Since the last time I had the pleasure of mingling my voice with the
voices of my friends on this platform, many interesting and even trying
events have occurred to me. I have experienced, within the last eighteen
or twenty months, many incidents, all of which it would be interesting
to communicate to you; but many of these I shall be compelled to pass
over at this time, and confine my remarks to giving a general outline of
the manner and spirit with which I have been hailed abroad, and welcomed
at the different places which I have visited during my absence of
twenty months.

You are aware, doubtless, that my object in going from this country, was
to get beyond the reach of the clutch of the man who claimed to own me
as his property. I had written a book giving a history of that portion
of my life spent in the gall and bitterness and degradation of Slavery,
and in which I also identified my oppressors as the perpetrators of some
of the most atrocious crimes. This had deeply incensed them against me,
and stirred up within them the purpose of revenge, and my whereabouts
being known, I believed it necessary for me, if I would preserve my
liberty, to leave the shores of America, and take up my abode in some
other land, at least until the excitement occasioned by the publication
of my Narrative had subsided. I went to England, Monarchical England, to
get rid of Democratic Slavery, and I must confess that, at the very
threshold, I was satisfied that I had gone to the right place. Say what
you will of England--of the degradation--of the poverty--and there is
much of it there--say what you will of the oppression and suffering
going on in England at this time, there is Liberty there--there is
Freedom there, not only for the white man, but for the black man also.
The instant I stepped upon the shore, and looked into the faces of the
crowd around me, I saw in every man a recognition of my manhood, and an
absence, a perfect absence, of everything like that disgusting hate with
which we are pursued in this country. [Cheers.] I looked around in vain
to see in any man's face a token of the slightest aversion to me on
account of my complexion. Even the cabmen demeaned themselves to me
as they did to other men, and the very dogs and pigs of old England
treated me as a man! I cannot, however, my friends, dwell upon this
anti-Prejudice, or rather the many illustrations of the absence of
Prejudice against Color in England--but will proceed, at once, to defend
the Right and Duty of invoking English aid and English sympathy for the
overthrow of American Slavery, for the education of Colored Americans,
and to forward in every way, the interests of humanity; inasmuch as the
right of appealing to England for aid in overthrowing Slavery in this
country, has been called in question, in public meetings and by the
press, in this city.

I cannot agree with my friend Mr.
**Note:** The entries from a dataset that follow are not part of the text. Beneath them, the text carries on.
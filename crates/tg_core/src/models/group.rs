use serde::{Deserialize, Serialize};
use uuid::Uuid;

/// Hard cap on affinity group size imposed by group formation.
pub const MAX_GROUP_SIZE: usize = 4;

/// Fixed color palette cycled by group index.
pub const GROUP_COLORS: [&str; 8] = [
    "#e63946", "#f4a261", "#e9c46a", "#2a9d8f", "#457b9d", "#8e7dbe", "#d67ab1", "#6d9f71",
];

/// Sequential letter label for a group index: A..Z, then AA, AB, ...
pub fn group_label(index: usize) -> String {
    let mut label = String::new();
    let mut n = index;
    loop {
        label.insert(0, (b'A' + (n % 26) as u8) as char);
        if n < 26 {
            break;
        }
        n = n / 26 - 1;
    }
    label
}

pub fn group_color(index: usize) -> &'static str {
    GROUP_COLORS[index % GROUP_COLORS.len()]
}

/// A set of players placed on the same team together or not at all.
///
/// Groups produced by formation always satisfy `1 < len <= MAX_GROUP_SIZE`;
/// caller-supplied custom groups may be larger and are checked by the
/// pre-generation validation pass instead.
#[derive(Debug, Clone, PartialEq, Serialize, Deserialize)]
#[serde(rename_all = "camelCase")]
pub struct PlayerGroup {
    pub id: Uuid,
    pub label: String,
    pub color: String,
    pub player_ids: Vec<Uuid>,
}

impl PlayerGroup {
    pub fn new(index: usize, player_ids: Vec<Uuid>) -> Self {
        Self {
            id: Uuid::new_v4(),
            label: group_label(index),
            color: group_color(index).to_string(),
            player_ids,
        }
    }

    pub fn len(&self) -> usize {
        self.player_ids.len()
    }

    pub fn is_empty(&self) -> bool {
        self.player_ids.is_empty()
    }

    pub fn contains(&self, player_id: Uuid) -> bool {
        self.player_ids.contains(&player_id)
    }
}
Garrison in relation to my love and
attachment to this land. I have no love for America, as such; I have no
patriotism. I have no country. What country have I? The Institutions
of this country do not know me--do not recognize me as a man. I am
not thought of, spoken of, in any direction, out of the Anti-Slavery
ranks, as a man. I am not thought of or spoken of, except as a piece
of property belonging to some _Christian_ Slaveholder, and all the
Religious and Political Institutions of this Country alike pronounce
me a Slave and a chattel. Now, in such a country as this I cannot have
patriotism. The only thing that links me to this land is my family, and
the painful consciousness that here there are 3,000,000 of my fellow
creatures groaning beneath the iron rod of the worst despotism that
could be devised even in Pandemonium,--that here are men and brethren
who are identified with me by their complexion, identified with me
by their hatred of Slavery, identified with me by their love and
aspirations for Liberty, identified with me by the stripes upon their
backs, their inhuman wrongs and cruel sufferings. This, and this only,
attaches me to this land, and brings me here to plead with you, and
with this country at large, for the disenthrallment of my oppressed
countrymen, and to overthrow this system of Slavery which is crushing
them to the earth. How can I love a country that dooms 3,000,000 of my
brethren, some of them my own kindred, my own brothers, my own sisters,
who are now clanking the chains of Slavery upon the plains of the South,
whose warm blood is now making fat the soil of Maryland and of Alabama,
and over whose crushed spirits rolls the dark shadow of Oppression,
shutting out and extinguishing forever the cheering rays of that bright
Sun of Liberty, lighted in the souls of all God's children by the
omnipotent hand of Deity itself? How can I, I say, love a country thus
cursed, thus bedewed with the blood of my brethren? A Country, the
Church of which, and the Government of which, and the Constitution of
which are in favor of supporting and perpetuating this monstrous system
of injustice and blood? I have not, I cannot have, any love for this
country, as such, or for its Constitution. I desire to see it overthrown
as speedily as possible and its Constitution shivered in a thousand
fragments, rather than this foul curse should continue to remain as now.
[Hisses and cheers.]

In all this, my friends, let me make myself understood. I do not hate
America as against England, or against any other country or land. I love
Humanity all over the globe. I am anxious to see Righteousness prevail
in all directions. I am anxious to see Slavery overthrown here; but, I
never appealed to Englishmen in a manner calculated to awaken feelings
of hatred or disgust, or to inflame their prejudices toward America as a
nation, or in a manner provocative of national jealousy or ill-will; but
I always appealed to their conscience--to the higher and nobler feelings
of the people of that country, to enlist them in this cause. I always
appealed to their manhood, that which preceded their being Englishmen,
(to quote an expression of my friend Phillips,) I appealed to them as
men, and I had a right to do so. They are men, and the Slave is a man,
and we have a right to call upon all men to assist in breaking his
bonds, let them be born when and live where they may.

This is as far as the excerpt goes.